Passé une scène d’introduction qui sublime à notre insu tous les enjeux dramatiques du film (un second visionnage nous la fera voir d’un autre œil), Alexandre Aja se lance dans un sprint sanglant qui n’offrira au spectateur aucune occasion de reprendre son souffle. Car si vous êtes venus pour vous taper une bonne tranche de marrade à la sauce bikini façon Piranha 3D, vous pouvez tout de suite retirer vos lunettes de soleil et ravaler votre rire gras. Crawl se pose comme l’antithèse même du film de poissons tueurs de son réalisateur. La bimbo américaine écervelée faisant office de chair à canon laisse place à une femme indépendante qui tente de gérer au mieux sa vie d’adulte et ses conflits familiaux et la terreur pure remplace le comique horrifique décomplexé.
La dernière maison sous l’eau
Si nous sommes loin d’approcher Shakespeare (mais le film n’en a jamais la prétention), Aja dilue de façon suffisamment intelligente les enjeux émotionnels de ses personnages sur les 1h30 de long-métrage pour offrir à ce ride féroce une épaisseur symbolique et psychologique d’une incroyable efficacité. Car au vu de son sujet bis en diable, le film aurait pu sombrer dans un mood de DTV de bas-étage aux personnages interchangeables. Il n’en est rien. Et c’est là l’une des grandes force d’Aja : ne jamais prendre son sujet de haut tout en se gardant bien de vouloir livrer autre chose qu’un film d’exploitation honnête et sincère. Cela se ressent aussi bien dans le traitement d’une violence éprouvante qui dose ses effets avec brio pour ne jamais virer dans un gore festif (qui nous éloignerait du clavaire des personnages), que dans la mise en exergue d’une relation père/fille qui trouvera dans cette course à la vie l’absolution de ses conflits.

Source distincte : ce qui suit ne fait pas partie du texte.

//! ERC-721 transfer and operator-approval logs.
//!
//! Transfers feed the balance/ownership bookkeeping and trigger sell-side
//! maker revalidation for both parties; mints (`from == 0x0`) additionally
//! produce best-effort mint bookkeeping. `ApprovalForAll` covers both ERC-721
//! and ERC-1155 contracts, so it is handled here once.

use alloy::{sol, sol_types::SolEvent};
use async_trait::async_trait;
use tracing::warn;

use indexer_types::{
	Address, ContractKind, EnhancedLog, MakerInfo, MakerUpdate, MintInfo, NftApprovalEvent,
	NftTransferEvent, OnChainData, TriggerKind, U256,
};

use crate::{prim_log, trigger_from, EventHandler, HandlerContext, SyncError};

sol! {
	event Transfer(address indexed from, address indexed to, uint256 indexed tokenId);
	event ApprovalForAll(address indexed owner, address indexed operator, bool approved);
}

pub struct Erc721Handler;

/// Sell-side balance revalidation for one party of a transfer.
pub(crate) fn sell_balance_info(
	maker: Address,
	contract: Address,
	token_id: U256,
	log: &EnhancedLog,
) -> MakerInfo {
	MakerInfo {
		context: format!(
			"sell-balance-{contract}-{token_id}-{maker}-{}",
			log.origin.tx_hash
		),
		maker,
		trigger: trigger_from(TriggerKind::BalanceChange, &log.origin),
		data: MakerUpdate::SellBalance { contract, token_id },
	}
}

#[async_trait]
impl EventHandler for Erc721Handler {
	fn name(&self) -> &'static str {
		"erc721"
	}

	async fn handle(
		&self,
		logs: &[EnhancedLog],
		data: &mut OnChainData,
		_ctx: &HandlerContext,
	) -> Result<(), SyncError> {
		for log in logs {
			let Some(topic0) = log.topic0() else {
				continue;
			};
			let contract = log.log.address;

			// The ERC-20 transfer signature hashes identically; the token id
			// being indexed is what distinguishes the ERC-721 shape.
			if topic0 == Transfer::SIGNATURE_HASH && log.log.topics.len() == 4 {
				let transfer = match Transfer::decode_log(&prim_log(log)) {
					Ok(decoded) => decoded,
					Err(err) => {
						warn!(%contract, %err, "Undecodable ERC-721 transfer");
						continue;
					}
				};
				data.nft_transfer_events.push(NftTransferEvent {
					kind: ContractKind::Erc721,
					from: transfer.data.from,
					to: transfer.data.to,
					token_id: transfer.data.tokenId,
					amount: U256::from(1),
					origin: log.origin.clone(),
				});
				if transfer.data.from == Address::ZERO {
					data.mint_infos.push(MintInfo {
						contract,
						token_id: transfer.data.tokenId,
					});
				} else {
					data.maker_infos.push(sell_balance_info(
						transfer.data.from,
						contract,
						transfer.data.tokenId,
						log,
					));
				}
				if transfer.data.to != Address::ZERO {
					data.maker_infos.push(sell_balance_info(
						transfer.data.to,
						contract,
						transfer.data.tokenId,
						log,
					));
				}
			} else if topic0 == ApprovalForAll::SIGNATURE_HASH {
				let approval = match ApprovalForAll::decode_log(&prim_log(log)) {
					Ok(decoded) => decoded,
					Err(err) => {
						warn!(%contract, %err, "Undecodable approval-for-all");
						continue;
					}
				};
				data.nft_approval_events.push(NftApprovalEvent {
					owner: approval.data.owner,
					operator: approval.data.operator,
					approved: approval.data.approved,
					origin: log.origin.clone(),
				});
				data.maker_infos.push(MakerInfo {
					context: format!(
						"sell-approval-{contract}-{}-{}-{}",
						approval.data.operator, approval.data.owner, log.origin.tx_hash
					),
					maker: approval.data.owner,
					trigger: trigger_from(TriggerKind::ApprovalChange, &log.origin),
					data: MakerUpdate::SellApproval {
						contract,
						operator: approval.data.operator,
						approved: approval.data.approved,
					},
				});
			}
		}
		Ok(())
	}
}
//! Per-order cache reconciliation.

use std::sync::Arc;

use async_trait::async_trait;
use tracing::{debug, info, warn};

use indexer_queue::{JobError, JobHandler};
use indexer_store::StoreInterface;
use indexer_types::{OrderInfo, Side};

use crate::JobsError;

/// Recomputes the caches an order can influence. The job carries either an
/// order id (the common case) or a bare token set and side for flows without
/// a specific order. All heavy lifting happens inside the store's atomic
/// recompute operations, so replays and concurrent jobs converge on the same
/// cached values.
pub struct OrderUpdatesById {
	store: Arc<dyn StoreInterface>,
}

impl OrderUpdatesById {
	pub fn new(store: Arc<dyn StoreInterface>) -> Self {
		Self { store }
	}

	async fn process(&self, info: &OrderInfo) -> Result<(), JobsError> {
		let (side, token_set_id) = match info.id {
			Some(id) => match self.store.get_order(id).await? {
				Some(order) => (order.side, order.token_set_id),
				None => {
					// The order may have been skipped by its adapter.
					debug!(%id, context = %info.context, "No such order, nothing to reconcile");
					return Ok(());
				}
			},
			None => match (&info.token_set_id, info.side) {
				(Some(set), Some(side)) => (side, set.clone()),
				_ => {
					warn!(context = %info.context, "Underspecified job payload, dropping");
					return Ok(());
				}
			},
		};

		match side {
			Side::Sell => {
				let changes = self
					.store
					.recompute_floor_ask(&token_set_id, &info.trigger)
					.await?;
				for change in &changes {
					info!(
						contract = %change.contract,
						token_id = %change.token_id,
						price = ?change.price,
						previous = ?change.previous_price,
						kind = change.kind.as_str(),
						"Floor ask changed"
					);
				}
			}
			Side::Buy => {
				if token_set_id.is_single_token() {
					self.store.recompute_token_top_buy(&token_set_id).await?;
				} else {
					self.store.recompute_set_top_buy(&token_set_id).await?;
				}
			}
			// Bundles hold no token-level cache slot.
			Side::Bundle => {}
		}

		Ok(())
	}
}

#[async_trait]
impl JobHandler<OrderInfo> for OrderUpdatesById {
	async fn handle(&self, payload: &OrderInfo) -> Result<(), JobError> {
		self.process(payload).await.map_err(JobError::from)
	}
}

Le réalisateur attache donc autant d’importance au développement de ses personnages qu’à ses (nombreuses) scènes d’attaques animales, qui profitent de CGI extrêmement réussis. Si bien que la crédibilité de ses créatures sauvages n’est jamais mise en doute : les crocodiles sont là et ils ont faim. Très faim. Crawl est un récit à étages qui, alors que les personnages montent dans l’espace de la maison en même temps que le niveau de l’eau (ils commencent dans la cave pour finir sur le toit), fait grimper parallèlement la tension en accumulant les idées de mise en scène et de découpage. Ce que le The Raid de Gareth Evans faisait avec le film d’action, Crawl le fait avec le film d’horreur, plus précisément, le survival. Et alors que notre empathie pour les personnages n’aura cessé de grandir, il sera de plus en plus difficile de contenir son stresse et son effroi face à la menace animale qui rôde autour de cette famille.
Puisqu’à l’arrivée, c’est cette réconciliation entre une fille et son père qui porte le long-métrage et fait que nous avons là une série B sensible, honnête et généreuse portée par deux acteurs (et un chien !) habités. Une histoire de survie éprouvante sur le pardon et le dépassement de soi qui se place haut dans le (maigre) panthéon des meilleurs films de crocos, aux côtés du Crocodile de la mort, Black Water et Solitaire.